Interestingly, tactile pictures use a very particular and limited set of angles. The horizontal angle, representing involvement, is either frontal or completely oblique. That is, the plane of the represented participants is either parallel or perpendicular to the plane of the viewer. Tactile pictures do not use gradations of obliqueness and so portray the represented participants as either wholly a part of or wholly alien to the world of the viewer. In the alphabet book, for example, most pictures have a frontal angle and three have a completely oblique angle (Duck, Truck, and Wagon). Often, however, the horizontal angle is ambiguous partly due to the nature of the object represented and partly due to decontextualization.
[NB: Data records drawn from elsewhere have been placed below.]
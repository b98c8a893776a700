//! Read-validate-commit loop shared by the engine components.
//!
//! A mutation loads the routing aggregate, plans a [`RoutingChangeSet`]
//! against it and commits with the revision it read. If another writer
//! committed in between, the store reports a revision conflict and the
//! mutation is planned again from a fresh aggregate, so every validation
//! runs against the state the change is applied to.

use crate::error::{RoutingError, RoutingResult};
use crate::store::{RoutingChangeSet, RoutingStore, StoreError};
use crate::types::{Routing, RoutingAggregate, RoutingId};

/// Run `plan` against the current aggregate and commit its change set.
///
/// `plan` may run several times. Business-rule errors it returns are final;
/// only revision conflicts are retried, at most `max_retries` times.
pub(crate) async fn mutate_routing<S, T, F>(
    store: &S,
    routing: RoutingId,
    max_retries: u32,
    mut plan: F,
) -> RoutingResult<(Routing, T)>
where
    S: RoutingStore + ?Sized,
    F: FnMut(&RoutingAggregate) -> RoutingResult<(RoutingChangeSet, T)>,
{
    let mut attempts = 0u32;
    loop {
        attempts += 1;
        let aggregate = store
            .load_aggregate(&routing)
            .await?
            .ok_or(RoutingError::RoutingNotFound(routing))?;
        let (changes, output) = plan(&aggregate)?;

        match store.commit(changes).await {
            Ok(committed) => return Ok((committed, output)),
            Err(StoreError::RevisionConflict { expected, actual, .. }) if attempts <= max_retries => {
                tracing::debug!(
                    routing_id = %routing,
                    expected,
                    actual,
                    attempt = attempts,
                    "Revision conflict, replanning"
                );
            }
            Err(StoreError::RevisionConflict { .. }) => {
                return Err(RoutingError::ConcurrentModification { routing, attempts });
            }
            Err(err) => return Err(err.into()),
        }
    }
}

#[cfg(test)]
mod tests {
    use super::*;
    use crate::store::{InMemoryRoutingStore, RoutingDraft};
    use crate::types::{LifecycleState, PartId, SiteId};
    use chrono::Utc;

    fn routing() -> Routing {
        let now = Utc::now();
        Routing {
            id: RoutingId::generate(),
            routing_number: String::new(),
            part: PartId::from("PN001"),
            site: SiteId::from("DAL"),
            version: "1.0".into(),
            state: LifecycleState::Draft,
            description: None,
            is_primary_route: false,
            approval: None,
            review_notes: None,
            effective_from: None,
            effective_to: None,
            derived_from: None,
            revision: 0,
            created_at: now,
            updated_at: now,
        }
    }

    #[tokio::test]
    async fn test_replans_after_conflict() {
        let store = InMemoryRoutingStore::new();
        let r = store.insert_routing(RoutingDraft::empty(routing())).await.unwrap();

        let mut calls = 0;
        let (committed, seen) = mutate_routing(&store, r.id, 3, |agg| {
            calls += 1;
            // First plan is stale on purpose.
            let revision = if calls == 1 { agg.routing.revision + 7 } else { agg.routing.revision };
            Ok((RoutingChangeSet::new(agg.routing.id, revision), agg.routing.revision))
        })
        .await
        .unwrap();

        assert_eq!(calls, 2);
        assert_eq!(seen, 0);
        assert_eq!(committed.revision, 1);
    }

    #[tokio::test]
    async fn test_gives_up_after_budget() {
        let store = InMemoryRoutingStore::new();
        let r = store.insert_routing(RoutingDraft::empty(routing())).await.unwrap();

        let err = mutate_routing(&store, r.id, 2, |agg| {
            Ok((RoutingChangeSet::new(agg.routing.id, 99), ()))
        })
        .await
        .unwrap_err();

        assert_eq!(err, RoutingError::ConcurrentModification { routing: r.id, attempts: 3 });
    }

    #[tokio::test]
    async fn test_plan_errors_are_final() {
        let store = InMemoryRoutingStore::new();
        let r = store.insert_routing(RoutingDraft::empty(routing())).await.unwrap();

        let mut calls = 0;
        let err = mutate_routing::<_, (), _>(&store, r.id, 3, |agg| {
            calls += 1;
            Err(RoutingError::StructureLocked {
                routing: agg.routing.id,
                state: agg.routing.state,
            })
        })
        .await
        .unwrap_err();

        assert_eq!(calls, 1);
        assert!(matches!(err, RoutingError::StructureLocked { .. }));
    }
}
A round Apple, for example, does not have a front per se, neither does a Banana. If these pictures were presented within a context, such as sitting on a table, it would be easier to judge the horizontal angle. This ambiguity, however, concerns whether we are facing the front or the side of an object and does not entail possible gradations in obliqueness. The ambiguity does, however, make it unwise to make firm conclusions about social relations based solely on the horizontal angle of involvement.

The vertical angle, representing power, is also limited in range and somewhat ambiguous. Tactile pictures use either a central or high angle, never a low angle, but again, decontextualization and the nature of the objects themselves sometimes make it difficult to judge the vertical angle. Like the ambiguity of the horizontal angle, however, the ambiguity exists between two possibilities and does not entail gradations. Tactile pictures either place the interactive participant in a position of equality or in a position of power in relation to the represented participants. In the alphabet book, pictures of people clearly have a central angle, for example, the Queen, Ears, Nose, and Clown. In contrast, pictures of tools have a high angle, for example, Comb, Fork, Key, and Scissors. People exist in a social relation of equality with the interactive participant while tools are objects over which the interactive participant has power.

Kress and van Leeuwen state that gradations are intrinsic to the angles of involvement and power (145). Since tactile pictures lack gradations, it is likely that tactile pictures draw on other aspects of representation to establish social relations.

Scale and social distance, for example, stage social relations ranging from personal intimacy to impersonal formality. Kress and van Leeuwen explain that the social distances people keep between them reflect the social relation in which they are involved (130). In images, close-ups, medium shots, and far shots establish imaginary social relations between interactive and represented participants. Close-ups, for example, enact an imaginary social relation of intimacy or friendship (132). This model of social distance derives from Edward Hall's study of face-to-face communication and uses both visual judgements of closeness and the participants' ability to touch each other as markers of social distance (130). It may seem, then, that social distance does not apply to tactile pictures. The viewer of a tactile picture can always touch the objects in the picture and cannot judge distance visually. However, tactile pictures do enact social relations through distance with the added feature of scale.